> [What to work on]
All that is wanted is how many lines in the records below include the string "cliclack".

══ Data records

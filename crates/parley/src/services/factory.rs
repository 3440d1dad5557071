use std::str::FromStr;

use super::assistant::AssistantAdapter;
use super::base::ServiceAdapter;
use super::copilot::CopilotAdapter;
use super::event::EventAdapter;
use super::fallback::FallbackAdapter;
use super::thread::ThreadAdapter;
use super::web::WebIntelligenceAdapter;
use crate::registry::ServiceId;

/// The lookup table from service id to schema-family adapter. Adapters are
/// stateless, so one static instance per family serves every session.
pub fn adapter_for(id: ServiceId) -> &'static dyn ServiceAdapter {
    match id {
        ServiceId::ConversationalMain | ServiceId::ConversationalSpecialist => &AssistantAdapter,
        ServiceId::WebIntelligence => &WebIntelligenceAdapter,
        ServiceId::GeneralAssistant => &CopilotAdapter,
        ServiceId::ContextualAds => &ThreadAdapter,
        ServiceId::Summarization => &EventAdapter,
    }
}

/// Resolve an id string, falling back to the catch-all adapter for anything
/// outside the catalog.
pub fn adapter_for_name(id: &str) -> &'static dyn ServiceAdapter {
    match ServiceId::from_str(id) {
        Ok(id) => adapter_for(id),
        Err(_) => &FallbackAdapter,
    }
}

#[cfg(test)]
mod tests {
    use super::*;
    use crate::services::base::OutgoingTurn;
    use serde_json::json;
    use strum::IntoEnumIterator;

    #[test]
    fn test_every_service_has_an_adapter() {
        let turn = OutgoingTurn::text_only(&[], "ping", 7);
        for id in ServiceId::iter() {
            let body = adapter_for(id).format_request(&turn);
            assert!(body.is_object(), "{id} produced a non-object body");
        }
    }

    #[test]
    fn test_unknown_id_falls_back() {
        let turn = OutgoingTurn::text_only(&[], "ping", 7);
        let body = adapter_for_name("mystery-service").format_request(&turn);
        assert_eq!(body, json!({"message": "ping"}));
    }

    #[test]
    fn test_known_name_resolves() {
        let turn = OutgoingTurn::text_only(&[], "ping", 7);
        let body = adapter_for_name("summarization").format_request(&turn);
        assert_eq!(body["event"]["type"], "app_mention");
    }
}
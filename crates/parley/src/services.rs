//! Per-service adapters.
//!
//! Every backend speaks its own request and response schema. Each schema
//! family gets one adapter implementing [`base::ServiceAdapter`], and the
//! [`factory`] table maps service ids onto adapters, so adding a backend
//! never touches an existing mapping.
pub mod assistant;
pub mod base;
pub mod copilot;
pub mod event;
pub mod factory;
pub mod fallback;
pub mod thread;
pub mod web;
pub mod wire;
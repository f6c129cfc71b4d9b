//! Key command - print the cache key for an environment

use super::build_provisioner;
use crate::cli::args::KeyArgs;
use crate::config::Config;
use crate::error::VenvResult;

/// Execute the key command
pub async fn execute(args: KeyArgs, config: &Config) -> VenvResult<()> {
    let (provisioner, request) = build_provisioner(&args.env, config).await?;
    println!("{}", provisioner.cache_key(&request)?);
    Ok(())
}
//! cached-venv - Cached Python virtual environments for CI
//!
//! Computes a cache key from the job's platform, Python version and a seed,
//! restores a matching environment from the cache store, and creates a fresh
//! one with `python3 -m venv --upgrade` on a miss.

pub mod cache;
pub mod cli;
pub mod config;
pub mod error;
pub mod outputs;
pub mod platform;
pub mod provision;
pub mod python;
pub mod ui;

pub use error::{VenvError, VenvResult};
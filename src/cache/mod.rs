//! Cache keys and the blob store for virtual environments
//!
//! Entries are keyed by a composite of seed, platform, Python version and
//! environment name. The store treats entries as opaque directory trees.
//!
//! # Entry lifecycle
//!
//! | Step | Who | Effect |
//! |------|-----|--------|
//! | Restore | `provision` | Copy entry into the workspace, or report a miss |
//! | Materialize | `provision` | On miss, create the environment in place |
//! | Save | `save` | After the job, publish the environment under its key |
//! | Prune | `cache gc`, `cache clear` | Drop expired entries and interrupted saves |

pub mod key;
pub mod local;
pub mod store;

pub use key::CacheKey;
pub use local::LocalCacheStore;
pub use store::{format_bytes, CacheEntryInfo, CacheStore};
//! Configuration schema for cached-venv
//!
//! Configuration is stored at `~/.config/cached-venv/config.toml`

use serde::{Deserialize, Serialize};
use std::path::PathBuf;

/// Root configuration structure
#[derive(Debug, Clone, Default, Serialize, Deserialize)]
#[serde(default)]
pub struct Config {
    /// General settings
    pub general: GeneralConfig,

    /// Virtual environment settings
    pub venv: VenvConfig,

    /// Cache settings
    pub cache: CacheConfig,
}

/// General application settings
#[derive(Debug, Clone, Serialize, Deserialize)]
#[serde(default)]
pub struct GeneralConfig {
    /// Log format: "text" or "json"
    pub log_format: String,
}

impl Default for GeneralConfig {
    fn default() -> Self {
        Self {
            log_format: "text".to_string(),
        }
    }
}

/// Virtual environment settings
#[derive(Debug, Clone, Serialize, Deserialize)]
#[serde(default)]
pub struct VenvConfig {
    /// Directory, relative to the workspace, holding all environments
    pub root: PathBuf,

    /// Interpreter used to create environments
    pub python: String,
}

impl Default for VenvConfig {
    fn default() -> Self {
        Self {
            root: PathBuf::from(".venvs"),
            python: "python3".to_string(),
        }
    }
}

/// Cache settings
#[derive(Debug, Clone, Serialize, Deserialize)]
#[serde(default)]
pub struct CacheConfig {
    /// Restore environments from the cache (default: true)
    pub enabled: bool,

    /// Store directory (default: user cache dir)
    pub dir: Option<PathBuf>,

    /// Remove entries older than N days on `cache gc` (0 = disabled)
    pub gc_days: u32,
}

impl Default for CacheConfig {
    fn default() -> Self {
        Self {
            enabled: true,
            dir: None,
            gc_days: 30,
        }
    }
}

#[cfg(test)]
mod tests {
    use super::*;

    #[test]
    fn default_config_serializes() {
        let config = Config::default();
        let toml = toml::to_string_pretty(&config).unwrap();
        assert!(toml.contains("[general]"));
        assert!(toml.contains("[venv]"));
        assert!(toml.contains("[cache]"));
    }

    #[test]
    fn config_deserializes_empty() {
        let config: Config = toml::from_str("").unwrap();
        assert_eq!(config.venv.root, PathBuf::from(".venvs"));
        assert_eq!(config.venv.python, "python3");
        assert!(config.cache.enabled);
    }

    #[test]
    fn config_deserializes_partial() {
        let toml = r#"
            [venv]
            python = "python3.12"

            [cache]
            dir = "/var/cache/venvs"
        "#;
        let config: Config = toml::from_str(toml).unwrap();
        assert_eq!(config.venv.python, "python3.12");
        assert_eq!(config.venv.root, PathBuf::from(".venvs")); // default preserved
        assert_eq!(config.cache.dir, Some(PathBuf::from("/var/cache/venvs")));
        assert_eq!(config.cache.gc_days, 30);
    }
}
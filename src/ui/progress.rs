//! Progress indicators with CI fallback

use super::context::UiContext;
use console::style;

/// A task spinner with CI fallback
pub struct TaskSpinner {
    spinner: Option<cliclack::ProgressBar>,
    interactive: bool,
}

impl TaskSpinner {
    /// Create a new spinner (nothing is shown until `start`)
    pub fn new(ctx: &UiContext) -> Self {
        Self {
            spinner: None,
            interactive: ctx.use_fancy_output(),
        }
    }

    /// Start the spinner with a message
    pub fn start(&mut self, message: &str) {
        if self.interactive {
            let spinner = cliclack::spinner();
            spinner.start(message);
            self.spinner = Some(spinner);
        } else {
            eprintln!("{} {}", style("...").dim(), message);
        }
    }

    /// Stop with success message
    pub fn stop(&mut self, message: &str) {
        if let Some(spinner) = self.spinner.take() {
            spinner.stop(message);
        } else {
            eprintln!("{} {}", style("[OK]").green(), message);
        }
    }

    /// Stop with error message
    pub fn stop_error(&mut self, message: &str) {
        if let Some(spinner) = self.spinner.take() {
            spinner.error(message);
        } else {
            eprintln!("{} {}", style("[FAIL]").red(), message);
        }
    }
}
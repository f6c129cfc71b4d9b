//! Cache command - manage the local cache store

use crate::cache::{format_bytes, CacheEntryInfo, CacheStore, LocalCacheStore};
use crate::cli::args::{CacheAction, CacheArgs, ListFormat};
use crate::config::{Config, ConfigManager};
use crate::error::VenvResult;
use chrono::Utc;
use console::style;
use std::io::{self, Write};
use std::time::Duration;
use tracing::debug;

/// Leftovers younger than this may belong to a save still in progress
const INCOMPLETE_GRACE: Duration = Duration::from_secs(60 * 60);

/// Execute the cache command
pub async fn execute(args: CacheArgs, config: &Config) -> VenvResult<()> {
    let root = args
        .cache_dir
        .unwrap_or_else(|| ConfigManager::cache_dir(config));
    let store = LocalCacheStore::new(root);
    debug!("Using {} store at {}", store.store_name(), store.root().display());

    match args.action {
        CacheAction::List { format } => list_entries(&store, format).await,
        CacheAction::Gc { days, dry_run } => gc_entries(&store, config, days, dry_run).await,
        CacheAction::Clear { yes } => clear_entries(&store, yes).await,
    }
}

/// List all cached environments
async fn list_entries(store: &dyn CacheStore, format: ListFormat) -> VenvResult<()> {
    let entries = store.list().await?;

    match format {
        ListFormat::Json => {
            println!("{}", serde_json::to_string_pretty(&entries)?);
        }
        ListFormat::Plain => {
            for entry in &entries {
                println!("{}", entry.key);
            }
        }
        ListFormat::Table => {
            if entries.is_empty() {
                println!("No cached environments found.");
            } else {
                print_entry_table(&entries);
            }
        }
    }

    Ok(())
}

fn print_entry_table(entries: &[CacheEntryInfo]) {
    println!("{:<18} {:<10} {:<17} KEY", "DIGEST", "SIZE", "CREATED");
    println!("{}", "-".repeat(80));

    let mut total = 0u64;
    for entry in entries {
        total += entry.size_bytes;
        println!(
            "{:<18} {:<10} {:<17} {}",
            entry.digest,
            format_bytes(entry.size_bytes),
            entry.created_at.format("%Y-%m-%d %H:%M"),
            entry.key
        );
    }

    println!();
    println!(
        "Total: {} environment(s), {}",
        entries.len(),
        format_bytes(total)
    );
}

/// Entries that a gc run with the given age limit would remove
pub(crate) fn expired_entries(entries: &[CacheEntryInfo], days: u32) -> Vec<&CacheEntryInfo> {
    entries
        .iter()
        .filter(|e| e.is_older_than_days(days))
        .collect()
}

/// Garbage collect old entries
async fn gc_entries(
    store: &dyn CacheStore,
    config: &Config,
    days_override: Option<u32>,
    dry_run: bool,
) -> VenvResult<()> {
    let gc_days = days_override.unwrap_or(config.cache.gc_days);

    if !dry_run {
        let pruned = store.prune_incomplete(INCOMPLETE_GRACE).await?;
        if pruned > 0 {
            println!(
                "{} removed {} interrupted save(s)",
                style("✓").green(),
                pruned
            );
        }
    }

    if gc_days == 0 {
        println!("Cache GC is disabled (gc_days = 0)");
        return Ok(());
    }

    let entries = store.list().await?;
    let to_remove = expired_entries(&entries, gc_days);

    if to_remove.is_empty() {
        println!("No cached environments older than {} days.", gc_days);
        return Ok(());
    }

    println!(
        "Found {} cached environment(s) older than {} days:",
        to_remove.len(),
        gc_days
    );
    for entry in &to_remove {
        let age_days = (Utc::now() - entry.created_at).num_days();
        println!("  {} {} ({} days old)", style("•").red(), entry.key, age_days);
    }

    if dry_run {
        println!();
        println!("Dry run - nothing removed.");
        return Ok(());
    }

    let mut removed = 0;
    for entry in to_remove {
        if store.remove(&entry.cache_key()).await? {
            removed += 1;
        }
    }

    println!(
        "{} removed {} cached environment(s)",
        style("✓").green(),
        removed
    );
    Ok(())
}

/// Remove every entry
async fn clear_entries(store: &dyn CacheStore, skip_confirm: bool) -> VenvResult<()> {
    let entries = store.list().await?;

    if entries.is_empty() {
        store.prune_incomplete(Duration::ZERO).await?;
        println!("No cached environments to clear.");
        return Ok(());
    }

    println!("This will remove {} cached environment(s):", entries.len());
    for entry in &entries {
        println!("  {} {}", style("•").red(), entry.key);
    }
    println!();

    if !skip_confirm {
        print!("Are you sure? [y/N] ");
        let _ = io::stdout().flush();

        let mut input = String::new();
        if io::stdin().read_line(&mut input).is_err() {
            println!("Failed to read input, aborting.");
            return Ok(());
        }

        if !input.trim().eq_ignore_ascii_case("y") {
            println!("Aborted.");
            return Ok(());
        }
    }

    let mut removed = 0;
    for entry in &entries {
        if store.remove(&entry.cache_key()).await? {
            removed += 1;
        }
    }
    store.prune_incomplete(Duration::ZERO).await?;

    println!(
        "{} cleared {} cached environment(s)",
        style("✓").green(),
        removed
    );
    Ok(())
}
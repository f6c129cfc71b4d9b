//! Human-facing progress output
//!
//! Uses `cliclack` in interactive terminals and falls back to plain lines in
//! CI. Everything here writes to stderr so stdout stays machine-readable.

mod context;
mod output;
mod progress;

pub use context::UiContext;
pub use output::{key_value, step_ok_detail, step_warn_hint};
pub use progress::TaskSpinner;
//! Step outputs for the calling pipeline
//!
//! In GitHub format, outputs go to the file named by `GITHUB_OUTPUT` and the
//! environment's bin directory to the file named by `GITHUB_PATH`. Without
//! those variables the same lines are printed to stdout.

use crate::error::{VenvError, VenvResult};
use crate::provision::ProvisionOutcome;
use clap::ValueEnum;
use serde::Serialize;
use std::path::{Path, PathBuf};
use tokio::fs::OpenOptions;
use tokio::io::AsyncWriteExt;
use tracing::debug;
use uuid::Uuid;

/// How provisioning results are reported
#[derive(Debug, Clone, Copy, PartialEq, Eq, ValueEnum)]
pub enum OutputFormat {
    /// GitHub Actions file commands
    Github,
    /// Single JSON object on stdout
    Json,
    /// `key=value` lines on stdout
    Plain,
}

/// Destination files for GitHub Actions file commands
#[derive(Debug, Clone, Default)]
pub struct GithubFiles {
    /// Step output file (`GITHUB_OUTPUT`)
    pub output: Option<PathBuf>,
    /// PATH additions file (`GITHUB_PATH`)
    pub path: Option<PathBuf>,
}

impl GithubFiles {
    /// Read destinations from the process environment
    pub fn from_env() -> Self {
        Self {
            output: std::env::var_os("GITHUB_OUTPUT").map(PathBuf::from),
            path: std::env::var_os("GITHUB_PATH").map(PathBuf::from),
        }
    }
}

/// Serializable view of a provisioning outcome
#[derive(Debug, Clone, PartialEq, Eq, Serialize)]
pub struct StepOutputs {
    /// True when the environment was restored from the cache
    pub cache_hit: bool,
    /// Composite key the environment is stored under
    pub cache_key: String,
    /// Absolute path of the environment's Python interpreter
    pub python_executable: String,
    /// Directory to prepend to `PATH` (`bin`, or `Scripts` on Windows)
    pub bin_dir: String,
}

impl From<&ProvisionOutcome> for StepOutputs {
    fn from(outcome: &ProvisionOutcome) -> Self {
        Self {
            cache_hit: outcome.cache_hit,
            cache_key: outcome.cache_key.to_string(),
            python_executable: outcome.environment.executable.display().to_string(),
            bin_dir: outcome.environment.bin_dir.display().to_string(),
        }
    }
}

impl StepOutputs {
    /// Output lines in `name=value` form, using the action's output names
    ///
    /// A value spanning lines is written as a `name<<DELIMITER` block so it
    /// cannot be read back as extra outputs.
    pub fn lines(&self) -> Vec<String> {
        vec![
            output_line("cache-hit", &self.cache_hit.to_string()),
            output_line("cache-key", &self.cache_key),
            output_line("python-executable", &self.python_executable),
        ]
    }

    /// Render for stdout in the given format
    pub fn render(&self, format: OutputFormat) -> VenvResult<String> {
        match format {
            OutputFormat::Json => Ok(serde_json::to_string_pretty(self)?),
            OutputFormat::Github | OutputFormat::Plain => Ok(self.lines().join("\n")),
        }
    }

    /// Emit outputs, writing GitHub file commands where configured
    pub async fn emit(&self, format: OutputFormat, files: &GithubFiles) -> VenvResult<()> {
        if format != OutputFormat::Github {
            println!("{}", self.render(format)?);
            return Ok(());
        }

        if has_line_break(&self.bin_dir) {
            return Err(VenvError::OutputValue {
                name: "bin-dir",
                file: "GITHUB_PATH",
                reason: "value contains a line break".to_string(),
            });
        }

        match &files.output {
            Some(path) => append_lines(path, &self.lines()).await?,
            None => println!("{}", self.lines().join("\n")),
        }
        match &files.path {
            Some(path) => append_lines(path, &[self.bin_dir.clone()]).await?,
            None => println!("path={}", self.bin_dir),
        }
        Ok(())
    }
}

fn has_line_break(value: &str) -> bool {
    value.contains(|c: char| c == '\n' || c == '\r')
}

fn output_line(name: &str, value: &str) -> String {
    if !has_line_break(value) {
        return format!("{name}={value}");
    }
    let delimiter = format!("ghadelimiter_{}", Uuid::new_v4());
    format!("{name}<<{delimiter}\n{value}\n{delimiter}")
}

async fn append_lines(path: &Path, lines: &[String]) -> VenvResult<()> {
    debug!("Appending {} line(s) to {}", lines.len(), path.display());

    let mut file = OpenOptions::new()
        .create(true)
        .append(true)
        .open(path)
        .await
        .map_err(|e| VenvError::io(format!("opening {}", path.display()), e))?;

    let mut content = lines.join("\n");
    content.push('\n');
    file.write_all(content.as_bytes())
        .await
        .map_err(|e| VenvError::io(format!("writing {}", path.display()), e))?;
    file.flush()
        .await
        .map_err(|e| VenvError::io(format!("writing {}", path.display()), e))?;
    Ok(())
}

════

> [Completed exercise]
3